**Problem to solve**
In the listing below, locate the lines bearing the word "clone". Copy every one of them.

========================================================================

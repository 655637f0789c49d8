//! Instancia de operación y su máquina de estados.
use std::fmt;
use std::rc::Rc;

use chrono::{DateTime, Utc};
use indexmap::IndexMap;
use log::{debug, warn};
use serde_json::Value;
use uuid::Uuid;

use super::callbacks::BodyFn;
use super::{Interrupt, OperationState, OperationType, Step};
use crate::errors::OperationError;
use crate::model::{Args, PropertyStore};

static NULL: Value = Value::Null;

/// Una ejecución concreta de un `OperationType`.
///
/// Propiedad de un único dueño; no es `Sync` ni pretende compartirse.
pub struct Operation {
    id: Uuid,
    ty: OperationType,
    properties: PropertyStore,
    state: OperationState,
    output: Option<Value>,
    error: Option<OperationError>,
    started_at: Option<DateTime<Utc>>,
    finished_at: Option<DateTime<Utc>>,
}

impl Operation {
    pub(crate) fn new(ty: OperationType, args: Args) -> Result<Self, OperationError> {
        let provided = args.bind(ty.inputs(), ty.schema())?;
        let properties = PropertyStore::populate(ty.schema(), provided)?;
        let op = Self { id: Uuid::new_v4(),
                        ty,
                        properties,
                        state: OperationState::Initialized,
                        output: None,
                        error: None,
                        started_at: None,
                        finished_at: None };
        debug!("{} initialized", op.describe());
        Ok(op)
    }

    /// Ejecuta la cadena completa si todavía no se ejecutó.
    ///
    /// En una instancia terminal no vuelve a correr nada: `Halted`/`Succeeded`
    /// devuelven la misma instancia y `Failed` devuelve de nuevo el error
    /// capturado.
    pub fn run(&mut self) -> Result<&mut Self, OperationError> {
        match self.state {
            OperationState::Initialized => {}
            OperationState::Failed => {
                if let Some(error) = &self.error {
                    return Err(error.clone());
                }
                return Ok(self);
            }
            OperationState::Halted | OperationState::Succeeded => return Ok(self),
        }

        let ty = self.ty.clone();
        let body: BodyFn = match &ty.def.body {
            Some(body) => Rc::clone(body),
            None => {
                let name = ty.name().to_string();
                Rc::new(move |_: &mut Operation| -> Step<Value> { Err(OperationError::NotImplemented(name.clone()).into()) }) as BodyFn
            }
        };

        self.started_at = Some(Utc::now());
        let result = ty.callbacks().run(self, &body);
        self.finished_at = Some(Utc::now());

        if let Err(error) = result {
            self.state = OperationState::Failed;
            self.error = Some(error.clone());
            warn!("{} failed: {error}", self.describe());
            ty.callbacks().notify_error(self, &error);
            return Err(error);
        }

        match self.state {
            OperationState::Halted => ty.callbacks().notify_halted(self),
            OperationState::Succeeded => ty.callbacks().notify_succeeded(self),
            _ => {}
        }
        Ok(self)
    }

    /// Output memorizado; ejecuta la primera vez que se pide.
    pub fn output(&mut self) -> Result<Value, OperationError> {
        self.run()?;
        Ok(self.output.clone().unwrap_or(Value::Null))
    }

    /// Output ya memorizado, sin ejecutar.
    pub fn memoized_output(&self) -> Option<&Value> {
        self.output.as_ref()
    }

    /// Detiene la ejecución con `payload` como output. Usar con `return`:
    /// `return op.halt(json!("why"));`
    pub fn halt<T>(&mut self, payload: impl Into<Value>) -> Step<T> {
        self.complete_with(OperationState::Halted, payload.into())?;
        Err(Interrupt::halted())
    }

    /// Termina con éxito anticipado con `payload` como output.
    pub fn succeed<T>(&mut self, payload: impl Into<Value>) -> Step<T> {
        self.complete_with(OperationState::Succeeded, payload.into())?;
        Err(Interrupt::succeeded())
    }

    /// Única transición a `Halted`/`Succeeded`.
    pub(crate) fn complete_with(&mut self, state: OperationState, payload: Value) -> Result<(), OperationError> {
        if self.state.is_terminal() {
            return Err(OperationError::AlreadyCompleted);
        }
        debug!("{} -> {:?}", self.describe(), state);
        self.state = state;
        self.output = Some(payload);
        Ok(())
    }

    /// Completa como `Succeeded` con `Null` si nadie completó la instancia.
    pub(crate) fn settle(&mut self) -> Result<(), OperationError> {
        if self.state.is_terminal() {
            return Ok(());
        }
        self.complete_with(OperationState::Succeeded, Value::Null)
    }

    pub fn id(&self) -> Uuid {
        self.id
    }

    pub fn operation_type(&self) -> &OperationType {
        &self.ty
    }

    pub fn state(&self) -> OperationState {
        self.state
    }

    pub fn is_halted(&self) -> bool {
        self.state == OperationState::Halted
    }

    pub fn is_succeeded(&self) -> bool {
        self.state == OperationState::Succeeded
    }

    pub fn is_failed(&self) -> bool {
        self.state == OperationState::Failed
    }

    pub fn error(&self) -> Option<&OperationError> {
        self.error.as_ref()
    }

    pub fn started_at(&self) -> Option<DateTime<Utc>> {
        self.started_at
    }

    pub fn finished_at(&self) -> Option<DateTime<Utc>> {
        self.finished_at
    }

    /// Valor de una propiedad; `Null` si no está declarada.
    pub fn get(&self, name: &str) -> &Value {
        self.properties.get(name).unwrap_or(&NULL)
    }

    pub fn try_get(&self, name: &str) -> Option<&Value> {
        self.properties.get(name)
    }

    /// Asigna una propiedad pasando por las reglas del Property Store.
    pub fn set(&mut self, name: &str, value: impl Into<Value>) -> Result<(), OperationError> {
        self.properties.set(self.ty.schema(), name, value.into())?;
        Ok(())
    }

    /// Inputs enlazados: posicionales en orden y keywords por nombre.
    pub fn bound_arguments(&self) -> Args {
        let mut values = Vec::new();
        let mut keywords = IndexMap::new();
        for input in self.ty.inputs() {
            let value = self.get(input.name()).clone();
            if input.is_positional() {
                values.push(value);
            } else {
                keywords.insert(input.name().to_string(), value);
            }
        }
        Args::from_parts(values, keywords)
    }

    pub(crate) fn describe(&self) -> String {
        format!("{}({})", self.ty.name(), self.id)
    }
}

impl fmt::Debug for Operation {
    fn fmt(&self, f: &mut fmt::Formatter<'_>) -> fmt::Result {
        f.debug_struct("Operation")
         .field("id", &self.id)
         .field("type", &self.ty.name())
         .field("state", &self.state)
         .field("output", &self.output)
         .field("error", &self.error)
         .finish()
    }
}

========================================================================

**Task result**
                    return Err(error.clone());
        let ty = self.ty.clone();
            Some(body) => Rc::clone(body),
                Rc::new(move |_: &mut Operation| -> Step<Value> { Err(OperationError::NotImplemented(name.clone()).into()) }) as BodyFn
            self.error = Some(error.clone());
        Ok(self.output.clone().unwrap_or(Value::Null))
            let value = self.get(input.name()).clone();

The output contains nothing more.